┌──

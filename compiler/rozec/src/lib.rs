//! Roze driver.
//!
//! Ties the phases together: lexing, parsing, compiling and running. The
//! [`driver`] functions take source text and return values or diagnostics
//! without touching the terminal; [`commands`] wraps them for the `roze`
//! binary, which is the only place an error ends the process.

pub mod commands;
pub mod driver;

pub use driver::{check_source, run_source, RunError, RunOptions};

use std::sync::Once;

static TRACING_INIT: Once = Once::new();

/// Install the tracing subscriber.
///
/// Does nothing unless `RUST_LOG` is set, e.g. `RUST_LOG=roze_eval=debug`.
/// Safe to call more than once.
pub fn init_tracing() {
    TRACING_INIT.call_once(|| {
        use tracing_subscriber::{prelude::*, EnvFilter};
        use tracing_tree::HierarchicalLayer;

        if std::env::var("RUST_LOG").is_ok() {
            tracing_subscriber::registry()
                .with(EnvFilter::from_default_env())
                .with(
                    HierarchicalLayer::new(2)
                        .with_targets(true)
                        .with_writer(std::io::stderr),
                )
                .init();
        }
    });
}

└──
┌──

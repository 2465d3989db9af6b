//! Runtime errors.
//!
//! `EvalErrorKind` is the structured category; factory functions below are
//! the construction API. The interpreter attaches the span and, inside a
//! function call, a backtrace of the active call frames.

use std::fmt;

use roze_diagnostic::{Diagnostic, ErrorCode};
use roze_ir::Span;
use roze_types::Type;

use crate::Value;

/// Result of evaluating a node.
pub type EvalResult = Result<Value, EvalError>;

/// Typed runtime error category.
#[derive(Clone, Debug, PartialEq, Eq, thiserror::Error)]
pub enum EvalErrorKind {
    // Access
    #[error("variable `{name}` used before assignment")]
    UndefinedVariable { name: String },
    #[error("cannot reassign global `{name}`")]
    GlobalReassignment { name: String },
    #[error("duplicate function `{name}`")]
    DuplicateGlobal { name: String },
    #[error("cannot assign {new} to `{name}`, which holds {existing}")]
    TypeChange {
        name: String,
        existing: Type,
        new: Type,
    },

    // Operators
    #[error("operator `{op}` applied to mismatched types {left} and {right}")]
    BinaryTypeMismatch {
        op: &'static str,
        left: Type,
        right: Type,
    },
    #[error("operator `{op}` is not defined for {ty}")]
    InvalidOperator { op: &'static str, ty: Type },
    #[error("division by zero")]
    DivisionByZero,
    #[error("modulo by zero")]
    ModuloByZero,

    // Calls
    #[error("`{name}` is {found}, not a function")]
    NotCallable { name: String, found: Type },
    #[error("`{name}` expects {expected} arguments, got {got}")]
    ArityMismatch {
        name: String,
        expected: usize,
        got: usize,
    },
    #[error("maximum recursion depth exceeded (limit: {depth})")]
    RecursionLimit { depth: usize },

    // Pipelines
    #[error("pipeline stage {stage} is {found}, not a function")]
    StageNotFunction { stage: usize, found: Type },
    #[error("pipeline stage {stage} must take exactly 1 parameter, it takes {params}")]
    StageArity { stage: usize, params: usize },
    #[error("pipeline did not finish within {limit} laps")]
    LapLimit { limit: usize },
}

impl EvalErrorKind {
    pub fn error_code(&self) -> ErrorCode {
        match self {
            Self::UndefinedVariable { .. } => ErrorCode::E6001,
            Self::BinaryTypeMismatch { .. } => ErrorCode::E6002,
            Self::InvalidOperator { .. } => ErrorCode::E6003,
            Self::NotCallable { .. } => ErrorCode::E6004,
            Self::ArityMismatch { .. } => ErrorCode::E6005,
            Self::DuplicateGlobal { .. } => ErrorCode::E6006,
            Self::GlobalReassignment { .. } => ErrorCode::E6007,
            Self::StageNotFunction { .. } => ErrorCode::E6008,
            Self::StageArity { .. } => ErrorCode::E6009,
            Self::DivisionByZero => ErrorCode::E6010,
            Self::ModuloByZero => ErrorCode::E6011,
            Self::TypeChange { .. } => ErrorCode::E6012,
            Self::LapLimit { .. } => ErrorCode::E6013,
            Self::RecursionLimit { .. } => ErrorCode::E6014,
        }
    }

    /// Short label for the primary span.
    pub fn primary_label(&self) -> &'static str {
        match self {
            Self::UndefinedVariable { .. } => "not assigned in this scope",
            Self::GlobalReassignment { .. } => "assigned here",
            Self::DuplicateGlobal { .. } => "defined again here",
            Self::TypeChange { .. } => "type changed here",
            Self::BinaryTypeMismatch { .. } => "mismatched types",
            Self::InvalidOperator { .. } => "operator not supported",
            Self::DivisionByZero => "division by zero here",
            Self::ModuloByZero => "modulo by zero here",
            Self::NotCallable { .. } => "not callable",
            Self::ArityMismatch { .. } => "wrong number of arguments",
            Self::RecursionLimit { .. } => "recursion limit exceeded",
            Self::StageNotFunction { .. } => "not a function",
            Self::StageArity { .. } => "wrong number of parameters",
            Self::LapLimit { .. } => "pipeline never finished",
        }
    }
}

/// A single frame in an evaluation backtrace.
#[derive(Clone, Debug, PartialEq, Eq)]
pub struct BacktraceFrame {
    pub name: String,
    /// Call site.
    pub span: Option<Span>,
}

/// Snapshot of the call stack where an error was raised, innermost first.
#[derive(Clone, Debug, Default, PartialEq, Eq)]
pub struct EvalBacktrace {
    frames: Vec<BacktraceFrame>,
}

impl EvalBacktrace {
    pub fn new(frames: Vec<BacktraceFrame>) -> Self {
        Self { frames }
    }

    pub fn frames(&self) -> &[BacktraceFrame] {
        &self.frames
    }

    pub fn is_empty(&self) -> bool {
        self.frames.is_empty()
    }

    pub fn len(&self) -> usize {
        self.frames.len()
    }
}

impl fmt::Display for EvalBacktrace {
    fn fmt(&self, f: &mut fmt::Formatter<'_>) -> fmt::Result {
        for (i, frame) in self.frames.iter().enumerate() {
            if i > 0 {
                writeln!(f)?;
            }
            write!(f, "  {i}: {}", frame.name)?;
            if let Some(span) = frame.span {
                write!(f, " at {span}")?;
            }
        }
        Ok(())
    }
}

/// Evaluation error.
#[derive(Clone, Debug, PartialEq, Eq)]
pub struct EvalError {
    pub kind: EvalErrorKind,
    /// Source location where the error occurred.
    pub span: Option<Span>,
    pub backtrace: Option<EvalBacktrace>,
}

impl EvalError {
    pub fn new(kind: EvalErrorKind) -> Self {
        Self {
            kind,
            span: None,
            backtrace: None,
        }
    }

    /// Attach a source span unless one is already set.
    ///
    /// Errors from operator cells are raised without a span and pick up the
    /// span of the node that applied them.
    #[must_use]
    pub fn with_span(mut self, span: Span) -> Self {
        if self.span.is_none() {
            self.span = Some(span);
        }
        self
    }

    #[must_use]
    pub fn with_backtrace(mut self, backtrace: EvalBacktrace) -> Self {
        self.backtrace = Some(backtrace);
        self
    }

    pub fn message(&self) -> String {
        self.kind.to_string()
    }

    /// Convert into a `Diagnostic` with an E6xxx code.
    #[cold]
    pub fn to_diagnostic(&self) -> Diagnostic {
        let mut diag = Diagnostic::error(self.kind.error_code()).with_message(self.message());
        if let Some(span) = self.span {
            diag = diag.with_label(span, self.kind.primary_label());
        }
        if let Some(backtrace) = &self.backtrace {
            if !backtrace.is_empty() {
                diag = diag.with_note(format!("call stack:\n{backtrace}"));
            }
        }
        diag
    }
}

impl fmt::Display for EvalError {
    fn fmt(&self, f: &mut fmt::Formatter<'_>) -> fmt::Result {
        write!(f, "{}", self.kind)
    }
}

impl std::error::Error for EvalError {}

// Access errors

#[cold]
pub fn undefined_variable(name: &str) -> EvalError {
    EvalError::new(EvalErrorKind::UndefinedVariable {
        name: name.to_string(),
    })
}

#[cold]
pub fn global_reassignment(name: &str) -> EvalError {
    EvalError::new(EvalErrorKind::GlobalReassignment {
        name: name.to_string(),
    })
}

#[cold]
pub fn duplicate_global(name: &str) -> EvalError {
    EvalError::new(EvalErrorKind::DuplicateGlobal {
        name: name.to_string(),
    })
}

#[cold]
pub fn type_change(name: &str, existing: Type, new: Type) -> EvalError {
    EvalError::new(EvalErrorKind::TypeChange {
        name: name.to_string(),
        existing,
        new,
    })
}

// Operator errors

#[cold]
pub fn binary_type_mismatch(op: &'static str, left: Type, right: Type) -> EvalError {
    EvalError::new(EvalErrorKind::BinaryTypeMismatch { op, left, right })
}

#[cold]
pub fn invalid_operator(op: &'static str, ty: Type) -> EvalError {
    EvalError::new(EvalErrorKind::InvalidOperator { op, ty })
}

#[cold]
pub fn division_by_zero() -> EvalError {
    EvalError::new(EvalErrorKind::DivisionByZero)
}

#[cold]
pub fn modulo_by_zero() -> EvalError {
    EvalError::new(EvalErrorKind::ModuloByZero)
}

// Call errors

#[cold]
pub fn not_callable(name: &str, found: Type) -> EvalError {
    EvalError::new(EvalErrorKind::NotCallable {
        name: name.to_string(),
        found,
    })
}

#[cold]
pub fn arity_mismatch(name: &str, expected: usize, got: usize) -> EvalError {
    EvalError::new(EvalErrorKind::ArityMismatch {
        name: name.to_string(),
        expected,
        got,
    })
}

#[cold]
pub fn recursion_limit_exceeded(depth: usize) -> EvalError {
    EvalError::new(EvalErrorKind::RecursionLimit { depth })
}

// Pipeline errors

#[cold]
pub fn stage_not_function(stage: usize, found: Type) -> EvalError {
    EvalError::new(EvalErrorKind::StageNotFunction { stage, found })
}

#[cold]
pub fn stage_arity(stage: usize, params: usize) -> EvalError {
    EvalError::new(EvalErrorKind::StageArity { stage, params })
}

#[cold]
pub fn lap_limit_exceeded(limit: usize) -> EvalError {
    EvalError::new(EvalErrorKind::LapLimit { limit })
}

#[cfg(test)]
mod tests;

└──
┌──

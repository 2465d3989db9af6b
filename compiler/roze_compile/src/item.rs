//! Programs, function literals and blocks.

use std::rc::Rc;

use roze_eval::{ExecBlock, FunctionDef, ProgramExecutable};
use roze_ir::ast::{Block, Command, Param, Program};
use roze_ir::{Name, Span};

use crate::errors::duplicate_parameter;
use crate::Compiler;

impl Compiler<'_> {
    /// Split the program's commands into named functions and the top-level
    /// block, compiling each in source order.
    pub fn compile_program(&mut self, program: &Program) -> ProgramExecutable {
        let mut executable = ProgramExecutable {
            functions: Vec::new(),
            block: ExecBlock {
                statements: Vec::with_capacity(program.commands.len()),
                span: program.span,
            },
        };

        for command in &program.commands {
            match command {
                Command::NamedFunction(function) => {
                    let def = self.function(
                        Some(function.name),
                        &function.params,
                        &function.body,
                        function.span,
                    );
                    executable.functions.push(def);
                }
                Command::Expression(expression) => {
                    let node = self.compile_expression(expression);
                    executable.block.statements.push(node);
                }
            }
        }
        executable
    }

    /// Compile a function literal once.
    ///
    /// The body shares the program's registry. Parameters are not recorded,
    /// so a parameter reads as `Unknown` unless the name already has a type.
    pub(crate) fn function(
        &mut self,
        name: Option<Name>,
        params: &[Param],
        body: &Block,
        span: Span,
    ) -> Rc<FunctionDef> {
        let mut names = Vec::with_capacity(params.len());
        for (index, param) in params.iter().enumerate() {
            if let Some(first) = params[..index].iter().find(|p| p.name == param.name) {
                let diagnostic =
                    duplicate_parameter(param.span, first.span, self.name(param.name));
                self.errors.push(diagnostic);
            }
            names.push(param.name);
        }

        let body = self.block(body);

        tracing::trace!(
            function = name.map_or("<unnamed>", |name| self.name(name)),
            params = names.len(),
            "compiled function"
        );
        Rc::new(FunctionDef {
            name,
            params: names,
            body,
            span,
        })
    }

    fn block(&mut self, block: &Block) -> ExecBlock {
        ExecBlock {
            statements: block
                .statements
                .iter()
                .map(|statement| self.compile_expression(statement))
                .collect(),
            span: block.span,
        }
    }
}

└──

#### WHAT THE TASK REQUIRES
What is the number of lines in the records that contain "EvalBacktrace"? Answer with it alone.

#### RESULT OF THE EXERCISE
5